TASK INSTRUCTIONS
Going through the data below, please show each line containing the string "OrderRequest".

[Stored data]
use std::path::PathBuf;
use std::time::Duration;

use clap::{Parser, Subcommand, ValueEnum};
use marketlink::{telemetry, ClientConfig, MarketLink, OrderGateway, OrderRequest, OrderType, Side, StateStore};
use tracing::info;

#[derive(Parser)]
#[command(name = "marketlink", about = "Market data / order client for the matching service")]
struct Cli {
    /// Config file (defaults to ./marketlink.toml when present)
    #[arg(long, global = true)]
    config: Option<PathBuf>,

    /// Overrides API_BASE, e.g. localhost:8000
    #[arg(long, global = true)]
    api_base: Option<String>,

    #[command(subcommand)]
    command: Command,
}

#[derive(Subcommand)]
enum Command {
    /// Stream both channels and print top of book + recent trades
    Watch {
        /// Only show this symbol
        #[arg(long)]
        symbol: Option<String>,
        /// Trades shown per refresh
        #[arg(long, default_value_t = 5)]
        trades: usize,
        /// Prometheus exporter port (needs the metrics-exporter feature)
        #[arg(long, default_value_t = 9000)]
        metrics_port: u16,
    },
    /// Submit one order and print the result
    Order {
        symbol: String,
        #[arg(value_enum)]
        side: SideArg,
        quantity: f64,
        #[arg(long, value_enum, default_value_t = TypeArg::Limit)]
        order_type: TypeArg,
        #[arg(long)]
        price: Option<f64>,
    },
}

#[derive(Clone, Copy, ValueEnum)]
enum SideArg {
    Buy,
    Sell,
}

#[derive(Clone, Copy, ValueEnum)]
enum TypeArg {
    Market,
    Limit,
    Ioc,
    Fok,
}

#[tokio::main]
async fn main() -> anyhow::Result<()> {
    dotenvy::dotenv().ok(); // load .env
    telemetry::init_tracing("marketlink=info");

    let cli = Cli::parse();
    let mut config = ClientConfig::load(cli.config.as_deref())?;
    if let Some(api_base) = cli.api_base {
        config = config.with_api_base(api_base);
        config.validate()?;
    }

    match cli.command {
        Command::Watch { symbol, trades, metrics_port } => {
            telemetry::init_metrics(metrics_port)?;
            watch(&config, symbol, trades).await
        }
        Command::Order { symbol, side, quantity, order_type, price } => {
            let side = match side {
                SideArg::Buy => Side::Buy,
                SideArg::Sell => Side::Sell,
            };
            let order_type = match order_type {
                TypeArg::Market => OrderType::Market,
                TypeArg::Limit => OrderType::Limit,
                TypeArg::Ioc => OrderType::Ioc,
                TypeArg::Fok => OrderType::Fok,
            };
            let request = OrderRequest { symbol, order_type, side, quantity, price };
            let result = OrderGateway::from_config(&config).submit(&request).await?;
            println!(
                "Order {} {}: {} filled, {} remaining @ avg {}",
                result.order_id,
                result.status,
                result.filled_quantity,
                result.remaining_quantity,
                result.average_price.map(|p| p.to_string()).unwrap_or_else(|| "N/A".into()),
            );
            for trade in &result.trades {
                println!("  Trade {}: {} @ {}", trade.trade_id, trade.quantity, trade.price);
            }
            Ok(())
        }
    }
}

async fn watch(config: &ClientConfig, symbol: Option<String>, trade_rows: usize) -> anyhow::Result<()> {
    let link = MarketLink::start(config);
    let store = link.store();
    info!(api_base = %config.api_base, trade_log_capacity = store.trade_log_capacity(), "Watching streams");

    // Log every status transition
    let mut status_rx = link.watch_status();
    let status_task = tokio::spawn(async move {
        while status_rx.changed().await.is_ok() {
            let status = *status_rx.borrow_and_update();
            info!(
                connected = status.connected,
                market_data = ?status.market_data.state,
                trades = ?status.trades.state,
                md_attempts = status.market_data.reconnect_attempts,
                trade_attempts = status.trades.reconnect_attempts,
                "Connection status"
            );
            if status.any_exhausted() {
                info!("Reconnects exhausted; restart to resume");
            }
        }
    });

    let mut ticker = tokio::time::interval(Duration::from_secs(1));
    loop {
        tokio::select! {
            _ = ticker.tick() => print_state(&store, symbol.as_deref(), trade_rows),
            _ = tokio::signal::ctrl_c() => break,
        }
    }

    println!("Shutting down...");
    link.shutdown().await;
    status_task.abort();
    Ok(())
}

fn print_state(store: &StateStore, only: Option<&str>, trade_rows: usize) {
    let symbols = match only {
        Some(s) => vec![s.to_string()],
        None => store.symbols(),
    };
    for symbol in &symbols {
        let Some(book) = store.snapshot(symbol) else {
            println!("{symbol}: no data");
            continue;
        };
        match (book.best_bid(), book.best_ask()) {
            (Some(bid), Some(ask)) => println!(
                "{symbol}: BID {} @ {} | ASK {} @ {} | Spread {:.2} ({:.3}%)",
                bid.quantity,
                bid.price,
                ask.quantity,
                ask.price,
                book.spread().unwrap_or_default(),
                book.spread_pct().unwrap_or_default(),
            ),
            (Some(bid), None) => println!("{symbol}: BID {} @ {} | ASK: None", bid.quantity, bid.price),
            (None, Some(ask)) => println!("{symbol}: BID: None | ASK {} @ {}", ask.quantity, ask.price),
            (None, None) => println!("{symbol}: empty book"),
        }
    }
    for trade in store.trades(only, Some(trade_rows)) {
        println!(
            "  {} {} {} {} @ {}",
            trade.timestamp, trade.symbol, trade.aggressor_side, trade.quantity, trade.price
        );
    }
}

TASK ANSWER
use marketlink::{telemetry, ClientConfig, MarketLink, OrderGateway, OrderRequest, OrderType, Side, StateStore};
            let request = OrderRequest { symbol, order_type, side, quantity, price };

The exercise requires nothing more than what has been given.